The team continues to iterate on their capture pipeline, experimenting with camera arrays, capture patterns, and data scaling. A key bottleneck today is scaling the image count, where they’ve historically hovered around 4,000–5,000 input images but are now exploring how far they can push that number. “If we could take 20,000 images, we would,” joked the team. Much of this limitation is currently around hardware constraints and the need for better multi-GPU training pipelines. There have been traces of support coming out of NVIDIA with methods such as fVDB and geospatial giant Esri also showing massive reconstructions.
Rotor is also keeping a close eye on how standards like USD (Universal Scene Description) could eventually allow splats to slot directly into AR/VR devices like the Vision Pro. While they have their own internal proprietary formats today, they see long term value in pushing towards open standards if adoption grows. Moving Gaussian Splatting into well established formats, such as USD and GLTF would have rippling effects for bringing lifelike 3D into more professional workflows. Both The Khronos Group and the Open USD Alliance have made great headway on these fronts.
The importance of open and cross ecosystem standards is one of the crucial topics in the radiance field community. There will always be a place for custom, in house implementations that address specific use cases. However, if we want to avoid fragmentation and software silos, it’s essential to maintain several key open standards that enable pipeline modularity and professional, multi domain workflows. PLY as a container was a good beginning, but we clearly need more compression friendly and future proof formats.
On the rendering side, Rotor is still exploring various rendering options depending on the use case. They regularly use Postshot for its convenience, and sometimes Octane for more advanced path traced depth of field and motion blur when post rendered realism is critical. They've also experimented with custom Unreal Engine implementations to give them more control over radiance and foreground occlusion.
Rotor’s work perfectly illustrates the potential of real time game engines. Their architecture makes them powerful, modular rendering tools that enable high end visualization and product configuration, as seen in Rotor’s vehicle projects. The ability to combine high fidelity photorealistic assets, detailed simulations of atmospheric and lighting conditions, and Gaussian Splatting scans, all in a real time environment that can be output to various media, including animations, is a feature that makes software like Unreal one of the most suitable ecosystems currently available for working with Gaussian Splatting content. I have successfully leveraged it in my own Unreal-based projects.

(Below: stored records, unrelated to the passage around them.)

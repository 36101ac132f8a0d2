//! Canonical scroll position of a viewport
//!
//! Two offsets are tracked per axis. `offset` is the logical position and is
//! always inside `[0, overlap]`. `display` is where the content is actually
//! drawn; it leaves that range while a drag rubber-bands past an edge or a
//! release bounces back, and lags behind `offset` while a tween runs.

use glide_core::{Axis, Vec2};

use crate::config::ScrollDirection;

/// Offsets, sizes, and edge locks for one viewport
#[derive(Debug, Clone, PartialEq)]
pub struct PositionState {
    direction: ScrollDirection,
    content_size: Vec2,
    view_size: Vec2,
    overlap: Vec2,
    fixed_page_size: Option<Vec2>,
    /// Logical position, clamped to `[0, overlap]`
    pub offset: Vec2,
    /// Rendered position
    pub display: Vec2,
    pub loop_axis: Option<Axis>,
    /// Header kept revealed above the content (pull-to-refresh)
    pub header_locked: f64,
    /// Footer kept revealed below the content (pull-to-refresh)
    pub footer_locked: f64,
}

impl PositionState {
    pub fn new(direction: ScrollDirection) -> Self {
        Self {
            direction,
            content_size: Vec2::ZERO,
            view_size: Vec2::ZERO,
            overlap: Vec2::ZERO,
            fixed_page_size: None,
            offset: Vec2::ZERO,
            display: Vec2::ZERO,
            loop_axis: None,
            header_locked: 0.0,
            footer_locked: 0.0,
        }
    }

    pub fn direction(&self) -> ScrollDirection {
        self.direction
    }

    pub fn content_size(&self) -> Vec2 {
        self.content_size
    }

    pub fn view_size(&self) -> Vec2 {
        self.view_size
    }

    pub fn overlap(&self) -> Vec2 {
        self.overlap
    }

    /// Axis pull-to-refresh headers and footers live on
    pub fn refresh_axis(&self) -> Axis {
        match self.direction {
            ScrollDirection::Horizontal => Axis::X,
            _ => Axis::Y,
        }
    }

    pub fn set_fixed_page_size(&mut self, size: Option<Vec2>) {
        self.fixed_page_size = size;
    }

    /// Size of one page: the view size unless a fixed unit is configured
    pub fn page_size(&self) -> Vec2 {
        self.fixed_page_size.unwrap_or(self.view_size)
    }

    /// Clamp a logical offset into `[0, overlap]`
    pub fn clamp(&self, axis: Axis, value: f64) -> f64 {
        value.clamp(0.0, self.overlap[axis])
    }

    /// Set the logical offset. Returns true if it changed.
    pub fn set_offset(&mut self, axis: Axis, value: f64) -> bool {
        let value = self.clamp(axis, value);
        if value == self.offset[axis] {
            return false;
        }
        self.offset[axis] = value;
        true
    }

    /// Whether the offset rests on the far edge of a scrollable axis
    pub fn is_pinned_end(&self, axis: Axis) -> bool {
        self.overlap[axis] > 0.0 && self.offset[axis] == self.overlap[axis]
    }

    /// Update content size. A viewport pinned to the far edge stays pinned.
    pub fn set_content_size(&mut self, size: Vec2) {
        self.resize_content(size, true);
    }

    /// Update content size, optionally keeping a far-edge pin
    pub fn resize_content(&mut self, size: Vec2, keep_pin: bool) {
        let pinned = Axis::BOTH.map(|axis| keep_pin && self.is_pinned_end(axis));
        self.content_size = size;
        self.recompute_overlap();
        for (axis, pinned) in Axis::BOTH.into_iter().zip(pinned) {
            self.offset[axis] = if pinned {
                self.overlap[axis]
            } else {
                self.clamp(axis, self.offset[axis])
            };
        }
    }

    /// Update view size and reclamp
    pub fn set_view_size(&mut self, size: Vec2) {
        self.view_size = size;
        self.recompute_overlap();
        for axis in Axis::BOTH {
            self.offset[axis] = self.clamp(axis, self.offset[axis]);
        }
    }

    fn recompute_overlap(&mut self) {
        for axis in Axis::BOTH {
            self.overlap[axis] = if self.direction.allows(axis) {
                (self.content_size[axis] - self.view_size[axis]).max(0.0)
            } else {
                0.0
            };
        }
    }

    /// Scroll progress in `[0, 1]`
    pub fn percent(&self, axis: Axis) -> f64 {
        if self.overlap[axis] == 0.0 {
            0.0
        } else {
            (self.offset[axis] / self.overlap[axis]).clamp(0.0, 1.0)
        }
    }

    /// Signed distance the display sits outside `[0, overlap]`
    pub fn overscroll(&self, axis: Axis) -> f64 {
        let d = self.display[axis];
        if d < 0.0 {
            d
        } else if d > self.overlap[axis] {
            d - self.overlap[axis]
        } else {
            0.0
        }
    }

    /// Farthest display offset past the end, honoring a locked footer
    pub fn footer_max(&self, axis: Axis) -> f64 {
        if self.footer_locked > 0.0 && axis == self.refresh_axis() {
            (self.content_size[axis] + self.footer_locked - self.view_size[axis]).max(0.0)
        } else {
            self.overlap[axis]
        }
    }

    /// Range a settled display may rest in
    pub fn display_bounds(&self, axis: Axis) -> (f64, f64) {
        let lo = if axis == self.refresh_axis() {
            -self.header_locked
        } else {
            0.0
        };
        (lo, self.footer_max(axis))
    }

    pub fn clamp_display(&self, axis: Axis, value: f64) -> f64 {
        let (lo, hi) = self.display_bounds(axis);
        value.clamp(lo, hi)
    }

    /// Whether the display rests outside the plain `[0, overlap]` range
    pub fn is_overscrolled(&self) -> bool {
        Axis::BOTH.iter().any(|&axis| self.overscroll(axis) != 0.0)
    }
}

Reflective car surfaces remain one of the primary challenges for splatting. While splatting excels at matte surfaces and interiors, the complex nature of highly reflective paint and glass creates artifacts that are still not fully solved. The team has seen strong results with matte finishes like orange or graphite but acknowledges that perfect reflections remain an open technical problem. This is where alternative radiance field representations, such as gaussian based ray traced or voxel approaches might present a solution.
Beyond capture and rendering, Rotor is also beginning to explore the role of generative AI in the pipeline. With tools like NVIDIA’s Cosmos and recently released GEN3C and Difix3D+, there are exciting possibilities and pathways to leveraging the models that are trained for Physical AI.
At Rotor Studios, gaussian splatting is proving to be a practical, scalable tool in production. One that delivers on the treasured convergence of speed, quality, and cost in a single pipeline. For VFX teams working in automotive or other high fidelity sectors, Rotor’s results are a clear signal that the future of digital capture and rendering may already be here.